[[ Material provided, beginning ]]
// ABOUTME: Integration tests for the dashboard summary endpoint
// ABOUTME: Exercises derived statistics over seeded records and window rules
//
// SPDX-License-Identifier: MIT OR Apache-2.0
// Copyright (c) 2025 Fitlog Contributors
#![allow(clippy::unwrap_used, clippy::expect_used, clippy::panic)]
#![allow(missing_docs, clippy::missing_errors_doc, clippy::missing_panics_doc)]

mod common;

use anyhow::Result;
use chrono::{Duration, Utc};
use http::StatusCode;

use common::{request_json, test_resources, test_router, test_user};
use fitlog_server::models::{NewMeal, NewWeight, NewWorkout, WeightUnit};

#[tokio::test]
async fn summary_reports_weight_change_and_calories() -> Result<()> {
    let resources = test_resources(None).await?;
    let router = test_router(&resources);
    let (user_id, token) = test_user(&resources)?;
    let now = Utc::now();

    let weights = resources.database.weights();
    weights
        .create(user_id, &NewWeight {
            weight: 180.0,
            unit: WeightUnit::Lbs,
            recorded_at: now - Duration::days(10),
        })
        .await?;
    weights
        .create(user_id, &NewWeight {
            weight: 175.0,
            unit: WeightUnit::Lbs,
            recorded_at: now - Duration::hours(1),
        })
        .await?;

    let meals = resources.database.meals();
    for (calories, days_ago) in [(500.0, 2), (300.0, 2), (700.0, 1)] {
        meals
            .create(user_id, &NewMeal {
                description: "meal".to_owned(),
                calories: Some(calories),
                protein_g: None,
                carbs_g: None,
                fats_g: None,
                eaten_at: now - Duration::days(days_ago),
            })
            .await?;
    }

    let (status, body) = request_json(
        &router,
        "GET",
        "/api/dashboard/summary?days=30",
        Some(&token),
        None,
    )
    .await?;
    assert_eq!(status, StatusCode::OK);
    assert_eq!(body["days"], 30);

    let change = &body["weight_change"];
    assert!((change["delta"].as_f64().unwrap() - -5.0).abs() < 1e-9);
    assert!((change["percent"].as_f64().unwrap() - -2.7778).abs() < 1e-3);
    assert_eq!(change["unit"], "lbs");

    assert!((body["average_daily_calories"].as_f64().unwrap() - 750.0).abs() < 1e-9);
    Ok(())
}

#[tokio::test]
async fn summary_computes_workout_cadence_and_volume() -> Result<()> {
    let resources = test_resources(None).await?;
    let router = test_router(&resources);
    let (user_id, token) = test_user(&resources)?;
    let now = Utc::now();

    let workouts = resources.database.workouts();
    workouts
        .create(user_id, &NewWorkout {
            activity: "bench press".to_owned(),
            sets: Some(3),
            reps: Some(10),
            load: Some(100.0),
            distance: None,
            duration_minutes: None,
            intensity: None,
            performed_at: now - Duration::days(2),
        })
        .await?;
    workouts
        .create(user_id, &NewWorkout {
            activity: "easy run".to_owned(),
            sets: None,
            reps: None,
            load: None,
            distance: None,
            duration_minutes: Some(45.0),
            intensity: Some("easy".to_owned()),
            performed_at: now - Duration::days(1),
        })
        .await?;

    let (status, body) = request_json(
        &router,
        "GET",
        "/api/dashboard/summary?days=7",
        Some(&token),
        None,
    )
    .await?;
    assert_eq!(status, StatusCode::OK);

    assert!((body["workouts_per_week"].as_f64().unwrap() - 2.0).abs() < 1e-9);

    let series = body["volume_series"].as_array().unwrap();
    assert_eq!(series.len(), 2);
    // Ascending by day: bench day (3000) before run day (450)
    assert!((series[0]["volume"].as_f64().unwrap() - 3000.0).abs() < 1e-9);
    assert!((series[1]["volume"].as_f64().unwrap() - 450.0).abs() < 1e-9);
    Ok(())
}

#[tokio::test]
async fn summary_with_sparse_data_returns_nulls() -> Result<()> {
    let resources = test_resources(None).await?;
    let router = test_router(&resources);
    let (user_id, token) = test_user(&resources)?;

    resources
        .database
        .weights()
        .create(user_id, &NewWeight {
            weight: 180.0,
            unit: WeightUnit::Lbs,
            recorded_at: Utc::now(),
        })
        .await?;

    let (status, body) = request_json(
        &router,
        "GET",
        "/api/dashboard/summary?days=7",
        Some(&token),
        None,
    )
    .await?;
    assert_eq!(status, StatusCode::OK);
    assert_eq!(body["weight_change"], serde_json::Value::Null);
    assert_eq!(body["average_daily_calories"], serde_json::Value::Null);
    assert_eq!(body["volume_series"].as_array().unwrap().len(), 0);
    Ok(())
}

#[tokio::test]
async fn summary_rejects_unknown_window() -> Result<()> {
    let resources = test_resources(None).await?;
    let router = test_router(&resources);
    let (_, token) = test_user(&resources)?;

    let (status, body) = request_json(
        &router,
        "GET",
        "/api/dashboard/summary?days=13",
        Some(&token),
        None,
    )
    .await?;
    assert_eq!(status, StatusCode::BAD_REQUEST);
    assert_eq!(body["error"]["code"], "INVALID_INPUT");
    Ok(())
}

#[tokio::test]
async fn summary_defaults_to_thirty_days_and_requires_auth() -> Result<()> {
    let resources = test_resources(None).await?;
    let router = test_router(&resources);
    let (_, token) = test_user(&resources)?;

    let (status, body) = request_json(
        &router,
        "GET",
        "/api/dashboard/summary",
        Some(&token),
        None,
    )
    .await?;
    assert_eq!(status, StatusCode::OK);
    assert_eq!(body["days"], 30);

    let (status, _) = request_json(&router, "GET", "/api/dashboard/summary", None, None).await?;
    assert_eq!(status, StatusCode::UNAUTHORIZED);
    Ok(())
}

#[tokio::test]
async fn health_probe_is_unauthenticated() -> Result<()> {
    let resources = test_resources(None).await?;
    let router = test_router(&resources);

    let (status, body) = request_json(&router, "GET", "/api/health", None, None).await?;
    assert_eq!(status, StatusCode::OK);
    assert_eq!(body["status"], "ok");
    assert_eq!(body["database"], "ok");
    Ok(())
}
[[ Material provided, end ]]
» **Work request**: Look through the data and gather every line with the string "NewMeal" in it.

» **Exercise answer**:
use fitlog_server::models::{NewMeal, NewWeight, NewWorkout, WeightUnit};
            .create(user_id, &NewMeal {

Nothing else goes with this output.